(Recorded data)
┄┄┄┄┄┄┄┄┄┄┄┄┄┄┄┄┄┄┄┄

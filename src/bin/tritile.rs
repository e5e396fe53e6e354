//! Train or evaluate a Threes player.
//!
//! ```text
//! tritile --total=100000 --block=10000 \
//!     --play="load=weights.bin save=weights.bin alpha=0.1" \
//!     --evil="seed=42"
//! ```

use std::path::PathBuf;
use std::process::ExitCode;

use clap::Parser;

use tritile::agent::PlayerKind;
use tritile::learning::checkpoint::DEFAULT_RETENTION_COUNT;
use tritile::learning::{TrainingConfig, TrainingEngine};

#[derive(Parser, Debug)]
#[command(name = "tritile", version, about = "Self-play TD learning for Threes")]
struct Args {
    /// Episodes to play
    #[arg(long, default_value_t = 1000)]
    total: u64,

    /// Episodes per statistics block (0 = whole run)
    #[arg(long, default_value_t = 0)]
    block: u64,

    /// Player arguments, e.g. "load=w.bin save=w.bin alpha=0.1"
    #[arg(long, default_value = "")]
    play: String,

    /// Environment arguments, e.g. "seed=7 features=hint"
    #[arg(long, default_value = "")]
    evil: String,

    /// Player strategy: td, random, priority, greedy
    #[arg(long, default_value = "td")]
    player: PlayerKind,

    /// Write a training log file into this directory
    #[arg(long)]
    log_dir: Option<PathBuf>,

    /// Write weight snapshots into this directory
    #[arg(long)]
    snapshot_dir: Option<PathBuf>,

    /// Episodes between snapshots
    #[arg(long, default_value_t = 0)]
    snapshot_every: u64,

    /// Snapshots to keep (0 = all)
    #[arg(long, default_value_t = DEFAULT_RETENTION_COUNT)]
    snapshot_keep: usize,

    /// Gzip snapshot payloads
    #[arg(long, default_value_t = false)]
    compress: bool,
}

impl Args {
    fn training_config(self) -> TrainingConfig {
        TrainingConfig {
            total: self.total,
            block: self.block,
            player: self.player,
            play_args: self.play,
            evil_args: self.evil,
            log_dir: self.log_dir,
            snapshot_dir: self.snapshot_dir,
            snapshot_every: self.snapshot_every,
            snapshot_retention: self.snapshot_keep,
            compress_snapshots: self.compress,
            handle_interrupts: true,
        }
    }
}

fn main() -> ExitCode {
    let config = Args::parse().training_config();

    let mut engine = match TrainingEngine::new(config) {
        Ok(engine) => engine,
        Err(e) => {
            eprintln!("tritile: {}", e);
            return ExitCode::FAILURE;
        }
    };

    let run = engine.run_with(|block| println!("{}", block.summary()));
    if let Err(e) = &run {
        eprintln!("tritile: {}", e);
    }

    match engine.finish() {
        Ok(stats) if run.is_ok() => {
            if stats.interrupted {
                eprintln!("tritile: interrupted after {} episodes", stats.episodes);
            }
            ExitCode::SUCCESS
        }
        Ok(_) => ExitCode::FAILURE,
        Err(e) => {
            eprintln!("tritile: {}", e);
            ExitCode::FAILURE
        }
    }
}
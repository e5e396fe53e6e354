//! Sparse weight tables and afterstate evaluation.
//!
//! Four [`WeightTable`]s hold the network parameters. Each table is a
//! sparse map from feature key to value; keys never written read as 0.0.
//! The [`Evaluator`] sums the 32 looked-up weights of an afterstate and
//! applies TD updates to the same 32 entries.

use std::collections::HashMap;
use std::io::{self, Read, Write};

use crate::board::Board;
use crate::pattern::{FeatureContext, FeatureScheme, NUM_FEATURES, NUM_TABLES, TupleSet};

/// Sparse map from feature key to weight.
#[derive(Clone, Debug, Default, PartialEq)]
pub struct WeightTable {
    entries: HashMap<i32, f64>,
}

impl WeightTable {
    /// Create an empty table.
    pub fn new() -> Self {
        Self::default()
    }

    /// Weight for `key`, 0.0 if never written.
    #[inline]
    pub fn get(&self, key: i32) -> f64 {
        self.entries.get(&key).copied().unwrap_or(0.0)
    }

    /// Overwrite the weight for `key`.
    pub fn set(&mut self, key: i32, value: f64) {
        self.entries.insert(key, value);
    }

    /// Add `delta` to the weight for `key`, creating it at 0.0 first.
    #[inline]
    pub fn accumulate(&mut self, key: i32, delta: f64) {
        *self.entries.entry(key).or_insert(0.0) += delta;
    }

    /// Number of entries ever written.
    pub fn len(&self) -> usize {
        self.entries.len()
    }

    /// True if no entry has been written.
    pub fn is_empty(&self) -> bool {
        self.entries.is_empty()
    }

    /// Iterate over `(key, weight)` in arbitrary order.
    pub fn iter(&self) -> impl Iterator<Item = (i32, f64)> + '_ {
        self.entries.iter().map(|(&k, &v)| (k, v))
    }

    /// Serialize as a `u64` entry count followed by `(i32 key, f64 value)`
    /// pairs in host byte order.
    ///
    /// Keys are written in ascending order so identical tables produce
    /// identical bytes.
    pub fn write_to<W: Write>(&self, writer: &mut W) -> io::Result<()> {
        let mut keys: Vec<i32> = self.entries.keys().copied().collect();
        keys.sort_unstable();

        writer.write_all(&(keys.len() as u64).to_ne_bytes())?;
        for key in keys {
            writer.write_all(&key.to_ne_bytes())?;
            writer.write_all(&self.get(key).to_ne_bytes())?;
        }
        Ok(())
    }

    /// Read a table written by [`WeightTable::write_to`].
    pub fn read_from<R: Read>(reader: &mut R) -> io::Result<Self> {
        let mut count_buf = [0u8; 8];
        reader.read_exact(&mut count_buf)?;
        let count = u64::from_ne_bytes(count_buf);

        let mut entries = HashMap::new();
        let mut key_buf = [0u8; 4];
        let mut value_buf = [0u8; 8];
        for _ in 0..count {
            reader.read_exact(&mut key_buf)?;
            reader.read_exact(&mut value_buf)?;
            entries.insert(i32::from_ne_bytes(key_buf), f64::from_ne_bytes(value_buf));
        }
        Ok(Self { entries })
    }
}

/// N-tuple network evaluator.
///
/// Feature `k` (ordered `group * 4 + instance`) reads table `k % 4`, so
/// the 8 symmetric groups share 4 tables.
#[derive(Clone, Debug)]
pub struct Evaluator {
    tuples: TupleSet,
    scheme: FeatureScheme,
    tables: [WeightTable; NUM_TABLES],
}

impl Evaluator {
    /// Create an evaluator with all-zero weights.
    pub fn new(tuples: TupleSet, scheme: FeatureScheme) -> Self {
        Self {
            tuples,
            scheme,
            tables: Default::default(),
        }
    }

    /// Key scheme in use.
    pub fn scheme(&self) -> FeatureScheme {
        self.scheme
    }

    /// Tuple layout in use.
    pub fn tuples(&self) -> &TupleSet {
        &self.tuples
    }

    /// The four weight tables.
    pub fn tables(&self) -> &[WeightTable; NUM_TABLES] {
        &self.tables
    }

    /// Replace all four tables.
    pub fn set_tables(&mut self, tables: [WeightTable; NUM_TABLES]) {
        self.tables = tables;
    }

    /// Total entries across all tables.
    pub fn entry_count(&self) -> usize {
        self.tables.iter().map(WeightTable::len).sum()
    }

    /// The 32 feature keys for an afterstate.
    #[inline]
    pub fn keys(&self, board: &Board, context: Option<FeatureContext>) -> [i32; NUM_FEATURES] {
        self.tuples.extract_keys(board, self.scheme, context)
    }

    /// Sum of the 32 weights looked up for `board`.
    ///
    /// A board whose keys were never written evaluates to 0.0.
    ///
    /// # Examples
    ///
    /// ```
    /// use tritile::board::Board;
    /// use tritile::evaluator::Evaluator;
    /// use tritile::pattern::{FeatureScheme, TupleSet};
    ///
    /// let eval = Evaluator::new(TupleSet::default(), FeatureScheme::Base);
    /// assert_eq!(eval.evaluate(&Board::new(), None), 0.0);
    /// ```
    pub fn evaluate(&self, board: &Board, context: Option<FeatureContext>) -> f64 {
        self.keys(board, context)
            .iter()
            .enumerate()
            .map(|(k, &key)| self.tables[k % NUM_TABLES].get(key))
            .sum()
    }

    /// Add `delta` to each of the 32 entries of `board`.
    ///
    /// Symmetric boards can map several features onto the same entry;
    /// that entry then receives `delta` once per occurrence.
    pub fn update(&mut self, board: &Board, context: Option<FeatureContext>, delta: f64) {
        let keys = self.keys(board, context);
        for (k, &key) in keys.iter().enumerate() {
            self.tables[k % NUM_TABLES].accumulate(key, delta);
        }
    }
}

┄┄┄┄┄┄┄┄┄┄┄┄┄┄┄┄┄┄┄┄

- WHAT YOU ARE ASKED TO DO:
Please state how many lines in the entries above include the word "copied", giving only the number.

- RESPONSE TO THIS EXERCISE:
2